I think there are countless times each day that can be transforming events, little things that catch us up short and ask us to reconsider a closely held opinion. I see it in myself, my fellow volunteers, and the clients at the food bank. As we see more and more clients coming in who look more and more like us, we confront how close each of us might be to financial chaos. The clients just feel like their world is collapsing. It is not a time for them to be transformed, it is a time for them to survive. For the rest of us, and for our clients at some future time, it is something that causes us to stop, give thanks that we do not need a food basket this week and be a little transformed. For just that brief moment and, maybe, a little longer we are changed from "me first" to "we are all in this life together."

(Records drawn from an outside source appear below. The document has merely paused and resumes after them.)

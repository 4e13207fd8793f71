#[derive(Debug, Copy, Clone, Default, PartialEq)]
pub struct Point2D {
    pub x: f32,
    pub y: f32,
}

use std::ops::{Add, Sub, Mul, Div};

impl Point2D {
    pub const fn new(x: f32, y: f32) -> Self {
        Point2D { x, y }
    }

    /// Wraps both components into `[0, 1)`, tiling the plane.
    pub fn wrapped(self) -> Point2D {
        Point2D { x: self.x.rem_euclid(1.0), y: self.y.rem_euclid(1.0) }
    }
}

impl Add for Point2D {
    type Output = Point2D;
    fn add(self, other: Point2D) -> Point2D {
        Point2D { x: self.x + other.x, y: self.y + other.y }
    }
}

impl Sub for Point2D {
    type Output = Point2D;
    fn sub(self, other: Point2D) -> Point2D {
        Point2D { x: self.x - other.x, y: self.y - other.y }
    }
}

impl Mul<f32> for Point2D {
    type Output = Point2D;
    fn mul(self, scalar: f32) -> Point2D {
        Point2D { x: self.x * scalar, y: self.y * scalar }
    }
}

impl Div<f32> for Point2D {
    type Output = Point2D;
    fn div(self, scalar: f32) -> Point2D {
        Point2D { x: self.x / scalar, y: self.y / scalar }
    }
}

/// z component of the 3D cross product of two 2D vectors.
#[inline(always)]
pub fn cross2(a: Point2D, b: Point2D) -> f32 {
    a.x * b.y - a.y * b.x
}
//! Frustum classification and homogeneous clipping of clip-space triangles.
//!
//! Clip planes are 4D normals pointing into the clip volume: a position is
//! inside a plane when `dot(position, plane) >= 0`. Clipping happens before
//! the perspective divide so that vertices with `w <= 0` are handled.

use bitflags::bitflags;

use crate::point4d::{Point4D, dot4};
use crate::vertex::Vertex;

bitflags! {
    /// Frustum planes a clip-space position lies outside of.
    #[derive(Debug, Clone, Copy, PartialEq, Eq, Hash)]
    pub struct OutCode: u8 {
        const LEFT   = 1 << 0;
        const RIGHT  = 1 << 1;
        const BOTTOM = 1 << 2;
        const TOP    = 1 << 3;
        const FAR    = 1 << 4;
        const NEAR   = 1 << 5;
    }
}

#[derive(Debug, Clone, Copy, PartialEq, Eq, Default)]
pub enum ClipMode {
    /// Only the near plane is clipped exactly. Geometry crossing the side
    /// planes is left to the rasterizer's clamped bounding box and the far
    /// plane is ignored.
    #[default]
    NearPlane,
    /// Sutherland-Hodgman against all six frustum planes.
    Frustum,
}

/// Clip plane defined by a 4D homogeneous normal vector.
#[derive(Debug, Clone, Copy, PartialEq)]
pub struct ClipPlane(pub Point4D);

impl ClipPlane {
    pub const LEFT: Self = Self(Point4D::new(1.0, 0.0, 0.0, 1.0)); // x >= -w
    pub const RIGHT: Self = Self(Point4D::new(-1.0, 0.0, 0.0, 1.0)); // x <= w
    pub const BOTTOM: Self = Self(Point4D::new(0.0, 1.0, 0.0, 1.0)); // y >= -w
    pub const TOP: Self = Self(Point4D::new(0.0, -1.0, 0.0, 1.0)); // y <= w
    pub const NEAR: Self = Self(Point4D::new(0.0, 0.0, 1.0, 1.0)); // z >= -w
    pub const FAR: Self = Self(Point4D::new(0.0, 0.0, -1.0, 1.0)); // z <= w

    pub const FRUSTUM: [Self; 6] = [Self::NEAR, Self::FAR, Self::LEFT, Self::RIGHT, Self::BOTTOM, Self::TOP];

    /// Signed distance, negative outside the clip volume.
    #[inline(always)]
    pub fn distance(&self, position: Point4D) -> f32 {
        dot4(position, self.0)
    }
}

/// Classifies a clip-space position against the frustum planes.
pub fn outcode(position: Point4D, mode: ClipMode) -> OutCode {
    let Point4D { x, y, z, w } = position;
    let mut code = OutCode::empty();
    code.set(OutCode::LEFT, x < -w);
    code.set(OutCode::RIGHT, x > w);
    code.set(OutCode::BOTTOM, y < -w);
    code.set(OutCode::TOP, y > w);
    code.set(OutCode::NEAR, z < -w);
    code.set(OutCode::FAR, mode == ClipMode::Frustum && z > w);
    code
}

/// Clips a convex polygon against one plane, keeping the inside part.
///
/// New vertices are interpolated along the crossing edge with
/// `t = d_a / (d_a - d_b)`, applied to position, color and uv alike. The
/// result is empty when the polygon lies entirely outside.
pub fn clip_polygon_to_plane(polygon: &[Vertex], plane: ClipPlane) -> Vec<Vertex> {
    let mut clipped = Vec::with_capacity(polygon.len() + 1);
    for (i, a) in polygon.iter().enumerate() {
        let b = &polygon[(i + 1) % polygon.len()];
        let da = plane.distance(a.position);
        let db = plane.distance(b.position);
        let a_inside = da >= 0.0;
        let b_inside = db >= 0.0;

        if a_inside {
            clipped.push(*a);
        }
        if a_inside != b_inside {
            let t = da / (da - db);
            clipped.push(Vertex::lerp(a, b, t));
        }
    }
    clipped
}

/// Splits a convex polygon into a triangle fan around its first vertex.
pub fn fan_triangulate(polygon: &[Vertex]) -> Vec<[Vertex; 3]> {
    if polygon.len() < 3 {
        return Vec::new();
    }
    (1..polygon.len() - 1)
        .map(|i| [polygon[0], polygon[i], polygon[i + 1]])
        .collect()
}

/// Outcome of classifying and clipping one triangle.
#[derive(Debug, Clone, PartialEq)]
pub enum Clipped {
    /// All three vertices share an outside plane.
    Rejected,
    /// Fully inside, passed through untouched.
    Inside([Vertex; 3]),
    /// Straddled a clip plane and was re-triangulated.
    Split(Vec<[Vertex; 3]>),
}

impl Clipped {
    pub fn into_triangles(self) -> Vec<[Vertex; 3]> {
        match self {
            Clipped::Rejected => Vec::new(),
            Clipped::Inside(tri) => vec![tri],
            Clipped::Split(tris) => tris,
        }
    }
}

/// Culls or clips a clip-space triangle.
pub fn clip_triangle(v0: &Vertex, v1: &Vertex, v2: &Vertex, mode: ClipMode) -> Clipped {
    let codes = [v0, v1, v2].map(|v| outcode(v.position, mode));
    if !(codes[0] & codes[1] & codes[2]).is_empty() {
        return Clipped::Rejected;
    }
    if (codes[0] | codes[1] | codes[2]).is_empty() {
        return Clipped::Inside([*v0, *v1, *v2]);
    }

    let mut polygon = vec![*v0, *v1, *v2];
    match mode {
        ClipMode::NearPlane => {
            polygon = clip_polygon_to_plane(&polygon, ClipPlane::NEAR);
        }
        ClipMode::Frustum => {
            for plane in ClipPlane::FRUSTUM {
                polygon = clip_polygon_to_plane(&polygon, plane);
                if polygon.is_empty() {
                    break;
                }
            }
        }
    }
    Clipped::Split(fan_triangulate(&polygon))
}
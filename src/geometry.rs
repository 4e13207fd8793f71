use crate::point2d::{Point2D, cross2};
use crate::point3d::Point3D;
use crate::point4d::Point4D;

/// Perspective divide. The returned `w` is 1.
#[inline(always)]
pub fn divide_by_w(position: Point4D) -> Point4D {
    let inv_w = 1.0 / position.w;
    Point4D { x: position.x * inv_w, y: position.y * inv_w, z: position.z * inv_w, w: 1.0 }
}

/// Viewport transform from NDC to pixel coordinates. Screen y grows
/// downwards, so the axis is flipped.
#[inline(always)]
pub fn clip_to_screen_space(ndc: Point2D, screen_width: u32, screen_height: u32) -> Point2D {
    let half_width = screen_width as f32 / 2.0;
    let half_height = screen_height as f32 / 2.0;
    Point2D {
        x: (ndc.x + 1.0) * half_width,
        y: screen_height as f32 - (ndc.y + 1.0) * half_height,
    }
}

/// Multiply, divide and viewport-transform a single point. The returned
/// `z` is the NDC depth, comparable with the values of a depth buffer
/// rendered with the same matrix.
pub fn project_to_screen(clip: Point4D, screen_width: u32, screen_height: u32) -> Point3D {
    let ndc = divide_by_w(clip);
    let screen = clip_to_screen_space(Point2D::new(ndc.x, ndc.y), screen_width, screen_height);
    Point3D { x: screen.x, y: screen.y, z: ndc.z }
}

/// Two-point form of the line through `v1` and `v2`, evaluated at `(x, y)`.
/// Zero on the line; the sign tells the side.
#[inline(always)]
pub fn implicit_line(x: f64, y: f64, v1: Point2D, v2: Point2D) -> f64 {
    let (x1, y1) = (v1.x as f64, v1.y as f64);
    let (x2, y2) = (v2.x as f64, v2.y as f64);
    (y1 - y2) * x + (x2 - x1) * y + x1 * y2 - x2 * y1
}

/// Twice the signed area of the screen-space triangle. Negative for
/// counter-clockwise winding because screen y points down.
#[inline(always)]
pub fn signed_double_area(v0: Point2D, v1: Point2D, v2: Point2D) -> f32 {
    cross2(v1 - v0, v2 - v0)
}

/// Counter-clockwise as seen on the screen (y axis pointing down).
#[inline(always)]
pub fn are_vertices_ccw_in_screen_space(v0: Point2D, v1: Point2D, v2: Point2D) -> bool {
    signed_double_area(v0, v1, v2) < 0.0
}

Grand gestures, earth-shattering revelations, crucifixions -- they grab us and force us into the transformation, but the little transformative events are cumulative. The first little one may slip past us, and the second, and the third, but, eventually (if we are really lucky or perceptive or something), we are transformed. We become part of "on earth as it is in heaven." We begin to live into the crucifixion as a transformative event.
As I have said before, I had high hopes that Barack Obama's election as President of the U.S. might be a transformative event. And I think it was for a lot of people. But I am crushed when I see that it was not transformative for everyone. I am filled with an anger, a righteous indignation, I think, when I hear people misrepresent the stimulus bill. I so want everyone to have become better people, closer to what I believe God wants us to be -- advocates for the weakest among us. I want us all to read the legislation before we accept someone's interpretation of it. I want us to feel the weight of someone else's cloak of pain. I want us all to be -- transformed.